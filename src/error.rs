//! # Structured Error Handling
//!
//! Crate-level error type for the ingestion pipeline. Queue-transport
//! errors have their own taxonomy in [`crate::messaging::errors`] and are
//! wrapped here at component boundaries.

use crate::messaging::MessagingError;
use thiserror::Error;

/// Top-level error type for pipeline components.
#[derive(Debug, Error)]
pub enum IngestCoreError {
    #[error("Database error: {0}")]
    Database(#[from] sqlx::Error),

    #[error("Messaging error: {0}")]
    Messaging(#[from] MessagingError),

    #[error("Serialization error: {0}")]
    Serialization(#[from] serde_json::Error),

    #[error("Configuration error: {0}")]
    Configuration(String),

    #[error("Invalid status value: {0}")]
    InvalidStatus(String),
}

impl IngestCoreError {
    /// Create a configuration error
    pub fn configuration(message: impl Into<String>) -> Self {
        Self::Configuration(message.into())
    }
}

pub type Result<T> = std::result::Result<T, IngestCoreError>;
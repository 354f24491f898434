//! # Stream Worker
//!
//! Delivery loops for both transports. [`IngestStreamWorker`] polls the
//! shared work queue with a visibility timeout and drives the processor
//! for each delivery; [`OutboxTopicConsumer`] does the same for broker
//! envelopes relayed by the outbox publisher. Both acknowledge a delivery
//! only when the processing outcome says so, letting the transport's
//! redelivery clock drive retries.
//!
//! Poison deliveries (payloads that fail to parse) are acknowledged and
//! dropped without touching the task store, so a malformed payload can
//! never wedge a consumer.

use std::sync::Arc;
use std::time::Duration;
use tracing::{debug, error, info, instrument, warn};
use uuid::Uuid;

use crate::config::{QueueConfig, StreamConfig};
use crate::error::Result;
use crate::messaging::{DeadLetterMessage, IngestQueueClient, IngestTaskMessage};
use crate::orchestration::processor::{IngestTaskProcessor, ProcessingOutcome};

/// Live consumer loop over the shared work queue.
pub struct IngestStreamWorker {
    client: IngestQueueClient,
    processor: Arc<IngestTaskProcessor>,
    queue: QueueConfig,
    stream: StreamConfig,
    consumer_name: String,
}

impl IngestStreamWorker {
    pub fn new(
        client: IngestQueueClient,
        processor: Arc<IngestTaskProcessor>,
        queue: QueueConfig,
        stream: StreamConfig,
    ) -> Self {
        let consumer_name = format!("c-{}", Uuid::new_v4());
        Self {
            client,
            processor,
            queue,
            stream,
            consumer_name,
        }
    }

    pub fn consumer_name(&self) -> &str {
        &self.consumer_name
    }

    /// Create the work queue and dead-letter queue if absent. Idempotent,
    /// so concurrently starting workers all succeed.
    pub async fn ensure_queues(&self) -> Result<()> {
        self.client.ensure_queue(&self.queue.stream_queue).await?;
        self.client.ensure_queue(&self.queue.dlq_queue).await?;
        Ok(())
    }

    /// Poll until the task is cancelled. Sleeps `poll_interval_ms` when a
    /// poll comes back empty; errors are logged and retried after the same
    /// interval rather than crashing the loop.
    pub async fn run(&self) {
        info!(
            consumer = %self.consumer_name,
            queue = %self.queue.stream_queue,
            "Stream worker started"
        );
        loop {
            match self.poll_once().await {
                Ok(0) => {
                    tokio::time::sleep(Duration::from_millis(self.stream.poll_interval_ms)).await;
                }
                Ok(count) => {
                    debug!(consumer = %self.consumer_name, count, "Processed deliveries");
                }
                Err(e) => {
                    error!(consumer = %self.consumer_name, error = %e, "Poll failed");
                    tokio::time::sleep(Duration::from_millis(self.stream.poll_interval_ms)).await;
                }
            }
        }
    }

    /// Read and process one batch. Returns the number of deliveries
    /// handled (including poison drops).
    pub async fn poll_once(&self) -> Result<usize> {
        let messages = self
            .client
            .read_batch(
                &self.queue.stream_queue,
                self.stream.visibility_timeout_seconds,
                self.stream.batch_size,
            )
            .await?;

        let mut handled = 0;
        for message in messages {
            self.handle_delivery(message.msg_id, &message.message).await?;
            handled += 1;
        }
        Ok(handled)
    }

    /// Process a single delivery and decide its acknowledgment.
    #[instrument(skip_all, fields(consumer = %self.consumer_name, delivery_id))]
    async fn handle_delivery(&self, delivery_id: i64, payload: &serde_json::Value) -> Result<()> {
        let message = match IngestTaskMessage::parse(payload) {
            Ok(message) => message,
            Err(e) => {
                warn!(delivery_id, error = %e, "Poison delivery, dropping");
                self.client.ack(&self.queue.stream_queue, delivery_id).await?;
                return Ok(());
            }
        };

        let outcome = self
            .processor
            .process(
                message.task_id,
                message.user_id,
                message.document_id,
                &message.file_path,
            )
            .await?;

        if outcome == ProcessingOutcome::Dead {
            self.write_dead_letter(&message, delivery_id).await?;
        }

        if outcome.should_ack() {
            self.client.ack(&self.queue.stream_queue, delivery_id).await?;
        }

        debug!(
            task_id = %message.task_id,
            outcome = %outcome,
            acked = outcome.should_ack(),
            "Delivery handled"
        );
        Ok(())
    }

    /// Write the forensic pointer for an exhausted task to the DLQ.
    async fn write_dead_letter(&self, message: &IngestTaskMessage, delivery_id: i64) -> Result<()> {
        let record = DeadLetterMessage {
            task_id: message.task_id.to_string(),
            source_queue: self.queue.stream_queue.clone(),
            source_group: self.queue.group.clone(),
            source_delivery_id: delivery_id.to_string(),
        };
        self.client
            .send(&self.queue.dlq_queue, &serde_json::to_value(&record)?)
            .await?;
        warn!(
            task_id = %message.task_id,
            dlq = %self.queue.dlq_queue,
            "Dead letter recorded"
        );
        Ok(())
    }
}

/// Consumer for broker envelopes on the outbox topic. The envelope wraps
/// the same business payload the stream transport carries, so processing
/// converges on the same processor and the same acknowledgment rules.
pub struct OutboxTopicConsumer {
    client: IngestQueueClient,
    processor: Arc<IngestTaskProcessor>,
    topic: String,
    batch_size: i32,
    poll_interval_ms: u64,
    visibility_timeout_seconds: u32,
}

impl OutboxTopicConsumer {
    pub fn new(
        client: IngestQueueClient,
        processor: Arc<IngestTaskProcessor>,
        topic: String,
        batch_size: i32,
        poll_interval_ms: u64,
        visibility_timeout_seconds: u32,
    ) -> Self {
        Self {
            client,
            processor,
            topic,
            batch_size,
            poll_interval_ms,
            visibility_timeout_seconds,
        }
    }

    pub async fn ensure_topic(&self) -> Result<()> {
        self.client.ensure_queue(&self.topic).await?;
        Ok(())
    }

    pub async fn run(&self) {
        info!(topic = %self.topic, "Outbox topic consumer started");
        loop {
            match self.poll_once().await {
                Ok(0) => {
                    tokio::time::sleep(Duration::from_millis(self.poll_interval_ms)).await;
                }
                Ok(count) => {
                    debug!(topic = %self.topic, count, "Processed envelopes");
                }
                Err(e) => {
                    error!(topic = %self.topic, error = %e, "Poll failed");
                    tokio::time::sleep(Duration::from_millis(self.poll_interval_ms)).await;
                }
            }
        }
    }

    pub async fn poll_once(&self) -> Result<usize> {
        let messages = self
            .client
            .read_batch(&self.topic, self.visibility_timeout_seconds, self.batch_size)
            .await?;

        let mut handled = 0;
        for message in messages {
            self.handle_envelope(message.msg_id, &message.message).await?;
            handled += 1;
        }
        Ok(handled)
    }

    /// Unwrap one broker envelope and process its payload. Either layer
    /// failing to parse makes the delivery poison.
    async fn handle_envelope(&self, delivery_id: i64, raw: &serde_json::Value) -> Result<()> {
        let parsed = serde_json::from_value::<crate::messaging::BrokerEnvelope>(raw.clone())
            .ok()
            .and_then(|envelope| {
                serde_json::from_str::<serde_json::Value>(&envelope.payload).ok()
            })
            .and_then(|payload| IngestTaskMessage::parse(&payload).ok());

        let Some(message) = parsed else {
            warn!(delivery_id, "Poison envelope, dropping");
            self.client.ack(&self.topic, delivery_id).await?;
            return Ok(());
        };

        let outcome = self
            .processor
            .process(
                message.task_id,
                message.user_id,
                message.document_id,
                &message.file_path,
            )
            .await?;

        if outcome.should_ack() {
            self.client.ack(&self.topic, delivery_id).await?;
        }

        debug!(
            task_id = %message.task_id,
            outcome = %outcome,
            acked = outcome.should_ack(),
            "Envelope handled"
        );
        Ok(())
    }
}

▸ WHAT YOU ARE ASKED TO DO: Only the lines from the one containing "self.client.ensure_queue(&self.queue.stream_queue).await?;" through the one containing "number of deliveries" are to be retyped, both boundary lines included, with no other material.

▸ WRITTEN REPLY:
        self.client.ensure_queue(&self.queue.stream_queue).await?;
        self.client.ensure_queue(&self.queue.dlq_queue).await?;
        Ok(())
    }

    /// Poll until the task is cancelled. Sleeps `poll_interval_ms` when a
    /// poll comes back empty; errors are logged and retried after the same
    /// interval rather than crashing the loop.
    pub async fn run(&self) {
        info!(
            consumer = %self.consumer_name,
            queue = %self.queue.stream_queue,
            "Stream worker started"
        );
        loop {
            match self.poll_once().await {
                Ok(0) => {
                    tokio::time::sleep(Duration::from_millis(self.stream.poll_interval_ms)).await;
                }
                Ok(count) => {
                    debug!(consumer = %self.consumer_name, count, "Processed deliveries");
                }
                Err(e) => {
                    error!(consumer = %self.consumer_name, error = %e, "Poll failed");
                    tokio::time::sleep(Duration::from_millis(self.stream.poll_interval_ms)).await;
                }
            }
        }
    }

    /// Read and process one batch. Returns the number of deliveries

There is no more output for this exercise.